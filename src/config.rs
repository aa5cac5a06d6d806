//! TOML configuration for hazardwatch.
//!
//! Every section is optional and falls back to compiled-in defaults. The
//! config file is located via `--config`, then the `HAZARDWATCH_CONFIG`
//! environment variable, then `/etc/hazardwatch/hazardwatch.toml`.

use std::path::{Path, PathBuf};
use std::time::Duration;

use anyhow::{Context, Result};
use chrono::{DateTime, TimeDelta, Utc};
use serde::{Deserialize, Serialize};
use thiserror::Error;
use tracing::{debug, info, warn};

use crate::detect::score::default_alert_rules;
use crate::detect::{AlertRule, ClusterParams};
use crate::model::ReportStatus;

pub const CONFIG_ENV: &str = "HAZARDWATCH_CONFIG";
pub const SYSTEM_CONFIG_PATH: &str = "/etc/hazardwatch/hazardwatch.toml";

/// Upper bound on the active window: ten years.
pub const MAX_AGE_HOURS_LIMIT: u64 = 10 * 365 * 24;
/// Upper bound on how long a run may hold the store's run lease: one day.
pub const RUN_LEASE_SECS_LIMIT: u64 = 24 * 60 * 60;

#[derive(Debug, Error, PartialEq)]
pub enum ConfigError {
    #[error("clustering.eps_km must be positive, got {0}")]
    NonPositiveEps(f64),
    #[error("clustering.min_points must be at least 1")]
    ZeroMinPoints,
    #[error("clustering.radius_margin must be non-negative, got {0}")]
    NegativeMargin(f64),
    #[error("registry.match_radius_km ({match_radius_km}) must be at least clustering.eps_km ({eps_km})")]
    MatchRadiusTooSmall { match_radius_km: f64, eps_km: f64 },
    #[error("registry.max_age_hours must be at least 1")]
    ZeroMaxAge,
    #[error("registry.max_age_hours must be at most 87600 (ten years), got {0}")]
    MaxAgeTooLarge(u64),
    #[error("storage.run_lease_secs must be within 1..=86400, got {0}")]
    RunLeaseOutOfRange(u64),
    #[error("scheduler.run_interval_secs must be at least 1")]
    ZeroInterval,
    #[error("storage.write_attempts must be at least 1")]
    ZeroWriteAttempts,
    #[error("scoring.{field} must be within [0, 1], got {value}")]
    ScoringOutOfRange { field: &'static str, value: f64 },
    #[error("intake.eligible_statuses must not be empty")]
    NoEligibleStatuses,
}

// ---------------------------------------------------------------------------
// Top-level config
// ---------------------------------------------------------------------------

#[derive(Debug, Clone, Default, Serialize, Deserialize)]
pub struct HazardwatchConfig {
    #[serde(default)]
    pub clustering: ClusteringConfig,
    #[serde(default)]
    pub registry: RegistryConfig,
    #[serde(default)]
    pub scoring: ScoringConfig,
    #[serde(default)]
    pub intake: IntakeConfig,
    #[serde(default)]
    pub scheduler: SchedulerConfig,
    #[serde(default)]
    pub storage: StorageConfig,
    #[serde(default)]
    pub logging: LoggingConfig,
}

impl HazardwatchConfig {
    /// Load and validate configuration from a TOML file at `path`.
    pub fn load(path: &Path) -> Result<Self> {
        let content = std::fs::read_to_string(path)
            .with_context(|| format!("failed to read config file: {}", path.display()))?;
        let config: Self = toml::from_str(&content)
            .with_context(|| format!("failed to parse config file: {}", path.display()))?;
        config
            .validate()
            .with_context(|| format!("invalid config file: {}", path.display()))?;
        info!(path = %path.display(), "loaded configuration");
        Ok(config)
    }

    /// Try, in order: `HAZARDWATCH_CONFIG`, the system path, then defaults.
    pub fn load_or_default() -> Self {
        if let Ok(env_path) = std::env::var(CONFIG_ENV) {
            let path = Path::new(&env_path);
            match Self::load(path) {
                Ok(cfg) => return cfg,
                Err(e) => {
                    warn!(
                        path = %path.display(),
                        error = %e,
                        "HAZARDWATCH_CONFIG set but file could not be loaded, trying fallback"
                    );
                }
            }
        }

        let system_path = Path::new(SYSTEM_CONFIG_PATH);
        if system_path.exists() {
            match Self::load(system_path) {
                Ok(cfg) => return cfg,
                Err(e) => {
                    warn!(
                        path = %system_path.display(),
                        error = %e,
                        "system config file exists but could not be loaded, using defaults"
                    );
                }
            }
        }

        debug!("no config file found, using compiled-in defaults");
        Self::default()
    }

    /// An explicit path must load; without one fall back to `load_or_default`.
    pub fn resolve(explicit: Option<&Path>) -> Result<Self> {
        match explicit {
            Some(path) => Self::load(path),
            None => Ok(Self::load_or_default()),
        }
    }

    pub fn validate(&self) -> Result<(), ConfigError> {
        let c = &self.clustering;
        if !(c.eps_km > 0.0) {
            return Err(ConfigError::NonPositiveEps(c.eps_km));
        }
        if c.min_points == 0 {
            return Err(ConfigError::ZeroMinPoints);
        }
        if !(c.radius_margin >= 0.0) {
            return Err(ConfigError::NegativeMargin(c.radius_margin));
        }
        if !(self.registry.match_radius_km >= c.eps_km) {
            return Err(ConfigError::MatchRadiusTooSmall {
                match_radius_km: self.registry.match_radius_km,
                eps_km: c.eps_km,
            });
        }
        if self.registry.max_age_hours == 0 {
            return Err(ConfigError::ZeroMaxAge);
        }
        self.registry.max_age()?;
        if self.scheduler.run_interval_secs == 0 {
            return Err(ConfigError::ZeroInterval);
        }
        if self.storage.write_attempts == 0 {
            return Err(ConfigError::ZeroWriteAttempts);
        }
        if !(1..=RUN_LEASE_SECS_LIMIT).contains(&self.storage.run_lease_secs) {
            return Err(ConfigError::RunLeaseOutOfRange(self.storage.run_lease_secs));
        }
        for (field, value) in [
            ("density_bonus", self.scoring.density_bonus),
            ("social_weight", self.scoring.social_weight),
        ] {
            if !(0.0..=1.0).contains(&value) {
                return Err(ConfigError::ScoringOutOfRange { field, value });
            }
        }
        for rule in &self.scoring.alert_rules {
            if !(0.0..=1.0).contains(&rule.min_confidence) {
                return Err(ConfigError::ScoringOutOfRange {
                    field: "alert_rules.min_confidence",
                    value: rule.min_confidence,
                });
            }
        }
        if self.intake.eligible_statuses.is_empty() {
            return Err(ConfigError::NoEligibleStatuses);
        }
        Ok(())
    }
}

// ---------------------------------------------------------------------------
// Clustering
// ---------------------------------------------------------------------------

#[derive(Debug, Clone, Serialize, Deserialize)]
#[serde(default)]
pub struct ClusteringConfig {
    /// DBSCAN neighbourhood radius in kilometres.
    pub eps_km: f64,
    /// Minimum reports (including the point itself) for a dense region.
    pub min_points: usize,
    /// Fractional safety margin added to each cluster radius.
    pub radius_margin: f64,
}

impl Default for ClusteringConfig {
    fn default() -> Self {
        Self {
            eps_km: 2.0,
            min_points: 3,
            radius_margin: 0.1,
        }
    }
}

impl ClusteringConfig {
    pub fn params(&self) -> ClusterParams {
        ClusterParams {
            eps_km: self.eps_km,
            min_points: self.min_points,
            radius_margin: self.radius_margin,
        }
    }
}

// ---------------------------------------------------------------------------
// Registry
// ---------------------------------------------------------------------------

#[derive(Debug, Clone, Serialize, Deserialize)]
#[serde(default)]
pub struct RegistryConfig {
    /// Centroid distance within which a cluster continues an existing hotspot.
    pub match_radius_km: f64,
    /// Active window: reports older than this stop counting.
    pub max_age_hours: u64,
}

impl Default for RegistryConfig {
    fn default() -> Self {
        Self {
            match_radius_km: 5.0,
            max_age_hours: 72,
        }
    }
}

impl RegistryConfig {
    pub fn max_age(&self) -> Result<TimeDelta, ConfigError> {
        if self.max_age_hours > MAX_AGE_HOURS_LIMIT {
            return Err(ConfigError::MaxAgeTooLarge(self.max_age_hours));
        }
        i64::try_from(self.max_age_hours)
            .ok()
            .and_then(TimeDelta::try_hours)
            .ok_or(ConfigError::MaxAgeTooLarge(self.max_age_hours))
    }

    /// Oldest `occurred_at` still inside the active window at `now`.
    pub fn cutoff(&self, now: DateTime<Utc>) -> Result<DateTime<Utc>, ConfigError> {
        now.checked_sub_signed(self.max_age()?)
            .ok_or(ConfigError::MaxAgeTooLarge(self.max_age_hours))
    }
}

// ---------------------------------------------------------------------------
// Scoring
// ---------------------------------------------------------------------------

#[derive(Debug, Clone, Serialize, Deserialize)]
#[serde(default)]
pub struct ScoringConfig {
    /// Confidence multiplier per unit of `member_count / min_points`.
    pub density_bonus: f64,
    /// Maximum confidence added by corroborating social signals.
    pub social_weight: f64,
    /// Signal count at which the social bonus saturates.
    pub social_saturation: usize,
    /// Evaluated top-down, first match wins; no match means `info`.
    pub alert_rules: Vec<AlertRule>,
}

impl Default for ScoringConfig {
    fn default() -> Self {
        Self {
            density_bonus: 0.05,
            social_weight: 0.1,
            social_saturation: 10,
            alert_rules: default_alert_rules(),
        }
    }
}

// ---------------------------------------------------------------------------
// Intake
// ---------------------------------------------------------------------------

#[derive(Debug, Clone, Serialize, Deserialize)]
#[serde(default)]
pub struct IntakeConfig {
    /// Report statuses that participate in clustering.
    pub eligible_statuses: Vec<ReportStatus>,
}

impl Default for IntakeConfig {
    fn default() -> Self {
        Self {
            eligible_statuses: vec![ReportStatus::Verified, ReportStatus::Investigating],
        }
    }
}

impl IntakeConfig {
    pub fn is_eligible(&self, status: ReportStatus) -> bool {
        self.eligible_statuses.contains(&status)
    }
}

// ---------------------------------------------------------------------------
// Scheduler
// ---------------------------------------------------------------------------

#[derive(Debug, Clone, Serialize, Deserialize)]
#[serde(default)]
pub struct SchedulerConfig {
    /// Seconds between periodic clustering runs.
    pub run_interval_secs: u64,
}

impl Default for SchedulerConfig {
    fn default() -> Self {
        Self {
            run_interval_secs: 300,
        }
    }
}

impl SchedulerConfig {
    pub fn run_interval(&self) -> Duration {
        Duration::from_secs(self.run_interval_secs)
    }
}

// ---------------------------------------------------------------------------
// Storage
// ---------------------------------------------------------------------------

#[derive(Debug, Clone, Serialize, Deserialize)]
#[serde(default)]
pub struct StorageConfig {
    pub database_path: PathBuf,
    /// Attempts at the durable registry write before a run is failed.
    pub write_attempts: u32,
    /// Initial backoff between attempts; doubles each retry.
    pub retry_backoff_ms: u64,
    /// How long a run's lease on the database stays valid. A process that
    /// dies mid-run blocks other runs for at most this long.
    pub run_lease_secs: u64,
}

impl Default for StorageConfig {
    fn default() -> Self {
        Self {
            database_path: PathBuf::from("data/hazardwatch.db"),
            write_attempts: 3,
            retry_backoff_ms: 100,
            run_lease_secs: 600,
        }
    }
}

impl StorageConfig {
    pub fn retry_backoff(&self) -> Duration {
        Duration::from_millis(self.retry_backoff_ms)
    }

    pub fn run_lease(&self) -> Duration {
        Duration::from_secs(self.run_lease_secs)
    }
}

// ---------------------------------------------------------------------------
// Logging
// ---------------------------------------------------------------------------

#[derive(Debug, Clone, Serialize, Deserialize)]
#[serde(default)]
pub struct LoggingConfig {
    /// Default filter when `RUST_LOG` is unset.
    pub level: String,
    /// Emit JSON lines instead of human-readable output.
    pub json: bool,
}

impl Default for LoggingConfig {
    fn default() -> Self {
        Self {
            level: "info".to_string(),
            json: false,
        }
    }
}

--

Check each line of the entries for the word "failed". State how many lines hold it, and write nothing else.

Exercise output
3